Sometimes when we pray, we are angry with other people. On other occasions, we pray because we are angry with God. When Jonah prayed, it was both. After delivering what may be the shortest and most successful sermon in preaching history, Jonah prayed an angry prayer in which he took God to task for his mercy and then begged for death.  

You might think that Jonah would be happy. Instead, the prophet was outraged. The Hebrew text literally says, “It was evil to Jonah, a great evil and he was angry” (Jonah 4:1). Jonah wasn’t surprised by what God had done (or, more specifically, by what he hadn’t done). Jonah was furious because God had behaved exactly as he expected. “Isn’t this what I said, Lord, when I was still at home?” he complained in Jonah 4:2–3. “That is what I tried to forestall by fleeing to Tarshish. I knew that you are a gracious and compassionate God, slow to anger and abounding in love, a God who relents from sending calamity. Now, Lord, take away my life, for it is better for me to die than to live.”  

Yet, Jonah’s angry prayers are not an anomaly. Indeed, angry prayers are common enough that those who study the prayers of the Bible have an entire category devoted to them. They call them imprecatory prayers, after a Latin word that means to curse or invoke evil. To be fair, Jonah’s prayers were not technically imprecatory. They were more occasions of grumbling out loud to God. But the anger that prompted them is the same spirit that fuels the imprecations of the Psalms, the laments of Jeremiah, and even a few of the “wish prayers” of the apostle Paul (Galatians 1:8; 5:12).  

Prayers for protection have always been prayed by God’s people. Imprecatory prayers go a step further. They ask for protection, but they also ask God to punish, sometimes with language that we would consider immoderate. For example, in Psalm 69:28, David prays that God would blot his enemies out of the Book of Life. Even more disturbing, Psalm 137:8–9 pronounces a curse on Babylon and a blessing on those who destroy it.  

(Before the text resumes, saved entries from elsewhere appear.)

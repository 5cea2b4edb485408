use crate::adapters::xmlmc::{HttpXmlmcClient, DEFAULT_TIMEOUT_SECONDS};
use crate::domain::ports::ServiceMapping;
use crate::utils::error::{ImportError, Result};
use crate::utils::validation::Validate;
use regex::Regex;
use serde::{Deserialize, Serialize};
use std::collections::HashMap;
use std::path::Path;
use std::time::Duration;

#[derive(Debug, Clone, Serialize, Deserialize)]
pub struct ImportConfig {
    pub instance: InstanceConfig,
    pub import: Option<ImportSettings>,
    /// source-system service key -> instance service name
    #[serde(default)]
    pub service_mapping: HashMap<String, String>,
}

#[derive(Debug, Clone, Serialize, Deserialize)]
pub struct InstanceConfig {
    pub endpoint: String,
    pub api_key: String,
    pub timeout_seconds: Option<u64>,
    pub application: Option<String>,
}

#[derive(Debug, Clone, Serialize, Deserialize)]
pub struct ImportSettings {
    pub concurrent_requests: Option<usize>,
}

impl ImportConfig {
    /// 從 TOML 檔案載入配置
    pub fn from_file<P: AsRef<Path>>(path: P) -> Result<Self> {
        let content = std::fs::read_to_string(&path).map_err(ImportError::IoError)?;
        Self::from_toml_str(&content)
    }

    /// 從 TOML 字串解析配置
    pub fn from_toml_str(content: &str) -> Result<Self> {
        let processed_content = Self::substitute_env_vars(content)?;

        toml::from_str(&processed_content).map_err(|e| ImportError::ConfigValidationError {
            field: "toml_parsing".to_string(),
            message: format!("TOML parsing error: {}", e),
        })
    }

    /// 替換環境變數 (例如 ${API_KEY})，未設定的變數保持原樣
    fn substitute_env_vars(content: &str) -> Result<String> {
        let re = Regex::new(r"\$\{([^}]+)\}").map_err(|e| ImportError::ConfigError {
            message: format!("Invalid substitution pattern: {}", e),
        })?;

        let result = re.replace_all(content, |caps: &regex::Captures| {
            let var_name = &caps[1];
            std::env::var(var_name).unwrap_or_else(|_| format!("${{{}}}", var_name))
        });

        Ok(result.to_string())
    }

    pub fn validate_config(&self) -> Result<()> {
        crate::utils::validation::validate_url("instance.endpoint", &self.instance.endpoint)?;
        crate::utils::validation::validate_non_empty_string("instance.api_key", &self.instance.api_key)?;

        if self.instance.api_key.starts_with("${") {
            return Err(ImportError::InvalidConfigValueError {
                field: "instance.api_key".to_string(),
                value: self.instance.api_key.clone(),
                reason: "Environment variable is not set".to_string(),
            });
        }

        if let Some(timeout) = self.instance.timeout_seconds {
            crate::utils::validation::validate_positive_number(
                "instance.timeout_seconds",
                timeout as usize,
                1,
            )?;
        }

        if let Some(concurrent) = self.import.as_ref().and_then(|i| i.concurrent_requests) {
            crate::utils::validation::validate_range(
                "import.concurrent_requests",
                concurrent,
                1,
                crate::utils::validation::MAX_CONCURRENT_REQUESTS,
            )?;
        }

        Ok(())
    }

    pub fn concurrent_requests(&self) -> usize {
        self.import
            .as_ref()
            .and_then(|i| i.concurrent_requests)
            .unwrap_or(5)
    }

    pub fn timeout(&self) -> Duration {
        Duration::from_secs(self.instance.timeout_seconds.unwrap_or(DEFAULT_TIMEOUT_SECONDS))
    }

    pub fn http_client(&self) -> Result<HttpXmlmcClient> {
        HttpXmlmcClient::new(
            self.instance.endpoint.clone(),
            self.instance.api_key.clone(),
            self.timeout(),
        )
    }
}

impl ServiceMapping for ImportConfig {
    fn target_service(&self, source_key: &str) -> Option<&str> {
        self.service_mapping.target_service(source_key)
    }
}

impl Validate for ImportConfig {
    fn validate(&self) -> Result<()> {
        self.validate_config()
    }
}

#[cfg(test)]
mod tests {
    use super::*;
    use std::io::Write;
    use tempfile::NamedTempFile;

    #[test]
    fn test_parse_basic_toml_config() {
        let toml_content = r#"
[instance]
endpoint = "https://instance.example.com/xmlmc"
api_key = "abc123"

[import]
concurrent_requests = 3

[service_mapping]
INC = "Incident Management"
"Desk Support" = "Service Desk"
UNMAPPED = ""
"#;

        let config = ImportConfig::from_toml_str(toml_content).unwrap();

        assert_eq!(config.instance.endpoint, "https://instance.example.com/xmlmc");
        assert_eq!(config.concurrent_requests(), 3);
        assert_eq!(config.timeout(), Duration::from_secs(DEFAULT_TIMEOUT_SECONDS));
        assert_eq!(config.target_service("INC"), Some("Incident Management"));
        assert_eq!(config.target_service("Desk Support"), Some("Service Desk"));
        assert_eq!(config.target_service("UNMAPPED"), Some(""));
        assert_eq!(config.target_service("MISSING"), None);
        assert!(config.validate().is_ok());
    }

    #[test]
    fn test_env_var_substitution() {
        std::env::set_var("SERVICE_IMPORT_TEST_KEY", "secret-key");

        let toml_content = r#"
[instance]
endpoint = "https://instance.example.com/xmlmc"
api_key = "${SERVICE_IMPORT_TEST_KEY}"
"#;

        let config = ImportConfig::from_toml_str(toml_content).unwrap();
        assert_eq!(config.instance.api_key, "secret-key");
        assert!(config.service_mapping.is_empty());

        std::env::remove_var("SERVICE_IMPORT_TEST_KEY");
    }

    #[test]
    fn test_unset_env_var_fails_validation() {
        let toml_content = r#"
[instance]
endpoint = "https://instance.example.com/xmlmc"
api_key = "${SERVICE_IMPORT_UNSET_VARIABLE}"
"#;

        let config = ImportConfig::from_toml_str(toml_content).unwrap();
        assert_eq!(config.instance.api_key, "${SERVICE_IMPORT_UNSET_VARIABLE}");
        assert!(config.validate().is_err());
    }

    #[test]
    fn test_config_validation() {
        let toml_content = r#"
[instance]
endpoint = "invalid-url"
api_key = "abc"
"#;
        let config = ImportConfig::from_toml_str(toml_content).unwrap();
        assert!(config.validate().is_err());

        let toml_content = r#"
[instance]
endpoint = "https://instance.example.com/xmlmc"
api_key = "abc"

[import]
concurrent_requests = 0
"#;
        let config = ImportConfig::from_toml_str(toml_content).unwrap();
        assert!(config.validate().is_err());

        let toml_content = r#"
[instance]
endpoint = "https://instance.example.com/xmlmc"
api_key = "abc"

[import]
concurrent_requests = 100000
"#;
        let config = ImportConfig::from_toml_str(toml_content).unwrap();
        assert!(config.validate().is_err());
    }

    #[test]
    fn test_config_from_file() {
        let mut temp_file = NamedTempFile::new().unwrap();

        let toml_content = r#"
[instance]
endpoint = "https://instance.example.com/xmlmc"
api_key = "abc"
timeout_seconds = 5

[service_mapping]
CHG = "Change Management"
"#;

        temp_file.write_all(toml_content.as_bytes()).unwrap();

        let config = ImportConfig::from_file(temp_file.path()).unwrap();
        assert_eq!(config.target_service("CHG"), Some("Change Management"));
        assert_eq!(config.timeout(), Duration::from_secs(5));
    }
}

Anyone who has experienced abuse or witnessed an atrocity can identify with the emotion that energizes these prayers. But we don’t have to suffer abuse to understand the angry prayers of the Psalms and prophets. We have all had the same feelings, though on a much smaller scale, every time someone has wronged us. Yet, there is more than an emotion behind the imprecations of the Old Testament. The retributive standard of the Mosaic law—eye for an eye, tooth for tooth, hand for hand, foot for foot—shapes them. Leviticus 24:20 summarizes the principle in these words: “The one who has inflicted the injury must suffer the same injury” (see also Exodus 21:24; Deuteronomy 19:21).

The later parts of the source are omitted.